Justin Benjamin took the gold-medal match in Acapulco 3-1, won every bout he entered (five for five), and somewhere in that bracket pinned a man in six seconds. Two days later he was back in Chicago answering customer-support tickets at Normal Finance. The two jobs are not adjacent. They are not even in the same physical state. He keeps both anyway.
Normal is the company. It sells diversified crypto exposure through curated indexes and, more recently, an 8.2% APY USDC savings product built on Stellar's Blend lending protocol. The pitch line on the website is direct enough that it works as a thesis: your zip code shouldn't determine your returns. The platform claims 12.8K+ active wallets across more than 50 countries and over $24M in total deposits. Settlement clears in about half a second.
Benjamin is a co-founder. He runs operations. He joined the Normal team in the summer of 2022, shortly after the company closed $100K of pre-seed money and got into the Antler Boulder accelerator. He started as Head of Growth, ran community and customer acquisition, and was promoted to Chief Operating Officer in 2024. By every public org chart, that's the title that sticks.
What Normal actually does
Crypto exchanges charge what they charge. Normal's product is the argument that diversified baskets, low fees, and frictionless on/off-ramps belong outside of geography. The company markets a 75% lower fee structure than exchanges on its index products. The longer roadmap includes BTC and ETH support, card spending, and crypto-based equities and real-world assets like treasuries and ETFs. They've been audited by Halborn. The architecture is non-custodial. The company is backed by Draper University and Stellar.
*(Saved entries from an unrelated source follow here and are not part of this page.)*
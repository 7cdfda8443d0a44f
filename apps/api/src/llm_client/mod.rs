/// LLM Client — the single point of entry for all AI gateway calls.
///
/// ARCHITECTURAL RULE: No other module may call the gateway directly.
/// All upstream chat-completion requests MUST go through this module.
///
/// Model: google/gemini-3-flash-preview (hardcoded — do not make configurable
/// to prevent drift)
use bytes::Bytes;
use futures::stream::BoxStream;
use futures::StreamExt;
use reqwest::Client;
use serde::Serialize;
use thiserror::Error;
use tracing::debug;

use crate::models::message::ChatMessage;

const GATEWAY_URL: &str = "https://ai.gateway.lovable.dev/v1/chat/completions";
/// The model used for all chat calls.
pub const MODEL: &str = "google/gemini-3-flash-preview";

/// Raw response bytes from the gateway, handed to the relay for passthrough.
pub type ByteStream = BoxStream<'static, Result<Bytes, reqwest::Error>>;

#[derive(Debug, Error)]
pub enum LlmError {
    #[error("HTTP error: {0}")]
    Http(#[from] reqwest::Error),

    #[error("rate limited by gateway")]
    RateLimited,

    #[error("gateway quota exhausted")]
    QuotaExhausted,

    #[error("gateway error (status {status}): {message}")]
    Api { status: u16, message: String },
}

#[derive(Debug, Serialize)]
struct ChatCompletionRequest<'a> {
    model: &'a str,
    messages: Vec<OutboundMessage<'a>>,
    stream: bool,
}

#[derive(Debug, Serialize)]
struct OutboundMessage<'a> {
    role: &'a str,
    content: &'a str,
}

/// The single gateway client shared by all chat requests.
///
/// Holds no per-request state: each call issues exactly one outbound request
/// and hands the response byte stream straight back. Failures are surfaced
/// immediately — retry and back-off are the caller's concern.
#[derive(Clone)]
pub struct LlmClient {
    client: Client,
    api_key: String,
    gateway_url: String,
}

impl LlmClient {
    pub fn new(api_key: String) -> Self {
        Self::with_gateway_url(api_key, GATEWAY_URL.to_string())
    }

    /// Overrides the gateway endpoint; used to point at a local stub.
    pub fn with_gateway_url(api_key: String, gateway_url: String) -> Self {
        Self {
            // No overall timeout: response bodies are long-lived streams.
            // A connect timeout still fails fast on a dead gateway host.
            client: Client::builder()
                .connect_timeout(std::time::Duration::from_secs(10))
                .build()
                .expect("Failed to build HTTP client"),
            api_key,
            gateway_url,
        }
    }

    /// Starts a streaming chat completion: the system message first, then
    /// the caller's messages verbatim — no trimming, no history compaction.
    ///
    /// On success, returns the raw response byte stream for passthrough.
    /// Status classification: 429 → `RateLimited`, 402 → `QuotaExhausted`,
    /// any other non-success → `Api` with the response body attached for
    /// server-side logging.
    pub async fn stream_chat(
        &self,
        system: &str,
        messages: &[ChatMessage],
    ) -> Result<ByteStream, LlmError> {
        let request_body = build_request(system, messages);

        let response = self
            .client
            .post(&self.gateway_url)
            .bearer_auth(&self.api_key)
            .header("content-type", "application/json")
            .json(&request_body)
            .send()
            .await?;

        let status = response.status();
        if !status.is_success() {
            let body = response.text().await.unwrap_or_default();
            return Err(classify_failure(status.as_u16(), body));
        }

        debug!("gateway stream opened ({} caller messages)", messages.len());
        Ok(response.bytes_stream().boxed())
    }
}

/// System message first, then the caller-supplied sequence verbatim.
fn build_request<'a>(system: &'a str, messages: &'a [ChatMessage]) -> ChatCompletionRequest<'a> {
    let mut outbound = Vec::with_capacity(messages.len() + 1);
    outbound.push(OutboundMessage {
        role: "system",
        content: system,
    });
    outbound.extend(messages.iter().map(|m| OutboundMessage {
        role: m.role.as_str(),
        content: &m.content,
    }));

    ChatCompletionRequest {
        model: MODEL,
        messages: outbound,
        stream: true,
    }
}

fn classify_failure(status: u16, body: String) -> LlmError {
    match status {
        429 => LlmError::RateLimited,
        402 => LlmError::QuotaExhausted,
        _ => LlmError::Api {
            status,
            message: body,
        },
    }
}

#[cfg(test)]
mod tests {
    use super::*;

    #[test]
    fn status_classification() {
        assert!(matches!(
            classify_failure(429, String::new()),
            LlmError::RateLimited
        ));
        assert!(matches!(
            classify_failure(402, String::new()),
            LlmError::QuotaExhausted
        ));
        assert!(matches!(
            classify_failure(500, "boom".to_string()),
            LlmError::Api { status: 500, message } if message == "boom"
        ));
        assert!(matches!(
            classify_failure(401, String::new()),
            LlmError::Api { status: 401, .. }
        ));
    }

    #[test]
    fn outbound_request_puts_system_first() {
        let messages = vec![ChatMessage::user("hello"), ChatMessage::assistant("hi")];
        let request = build_request("sys", &messages);

        let json = serde_json::to_value(&request).unwrap();
        assert_eq!(json["messages"][0]["role"], "system");
        assert_eq!(json["messages"][0]["content"], "sys");
        assert_eq!(json["messages"][1]["role"], "user");
        assert_eq!(json["messages"][2]["role"], "assistant");
        assert_eq!(json["stream"], true);
        assert_eq!(json["model"], MODEL);
    }
}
The cap table is small. Total disclosed funding stands at $560K, including a $320K seed round closed in January 2024. This is not a unicorn story. It's a Chicago crypto company with a working product, a global user base for its size, and a co-founder who keeps disappearing to wrestle in foreign sand.
The wrestling part
Benjamin is from St. Charles, Illinois. He went 152-30 in his high school career at St. Charles East, won the Dukane Conference four times, and was a Class 3A state qualifier. He then wrestled at Northwestern University for four seasons in the Big Ten, competing at 149 pounds as a redshirt junior. His childhood friend Trevor Chumbley wrestled there too. He graduated with a B.S. in Learning & Organizational Change.
The beach wrestling started later. He was ninth at 70 kg in the 2023 Beach World Series and third at the 2023 U.S. Beach National Championships. The breakout came in March 2024 at Scala Ocean Club in Acapulco. He won all three Sunday matches, finished 5-0, and beat Albaro Rudecindo Camacho of the Dominican Republic 3-1 in the final. That made him the first U.S. man, and only the second American of any gender, to win a Senior Beach World Series gold medal.
Your zip code shouldn't determine your returns.
He kept going. A silver medal at Beach World Series Monterrey in 2025. In May 2026, he was named to lead the five-athlete U.S. team competing in Porec, Croatia. That same month he took the 70 kg title at the Carolina Beach Nationals. Within USA Wrestling, he also holds a staff role: Head of Strategy. It is unusual to find an active elite athlete on the strategy side of his own federation. Benjamin is on both pages.
Before Normal
Benjamin's pre-Normal resume is a tour through Midwestern crypto. He designed products at Bitcoin of America. He worked in business development at CoinFlip. He ran business development at MitoSkin, a skincare company. He interned at U.S. Venture, Inc. And before he had a co-founder title, he founded DeFi United, a community for crypto professionals.
DeFi United is the key. It's the bit that explains how a wrestler with a learning-and-org-change degree ended up running customer acquisition for a crypto startup. He built the audience first. The product came after.
What he's chasing
The thesis Normal markets is portable yield - real returns available to anyone with a phone, regardless of which bank or broker they happen to have access to. It's the kind of mission that lives or dies on execution rather than ideology, and execution is Benjamin's lane. Crafting product vision, building community, acquiring customers, in the company's own words about why they promoted him to COO.
The sports lane is parallel. Beach wrestling, as an Olympic-track discipline, is still finding its weight in the U.S. program. Benjamin showing up at Acapulco and winning the first ever American men's senior gold is the kind of result a federation builds a pipeline around. The U.S. is now competitive in the format because someone won. The someone was him.
The thing you can't fake
Founders talk about discipline a lot. Most haven't tried to make 70 kg on a Tuesday. Wrestlers talk about competition a lot. Most haven't tried to raise a round in a bear market. Benjamin is doing both calendars at the same time, in two American cities and on three continents, and the receipts are public: a 5-0 tournament record, a $560K cap table, a 12.8K-wallet user base, and a long-shot accelerator graduate that is still shipping product four years in.
Whether Normal becomes a category-defining fintech or remains a strong niche operator is unresolved. Whether Benjamin medals in Croatia is unresolved. The interesting move is that he refuses to pick.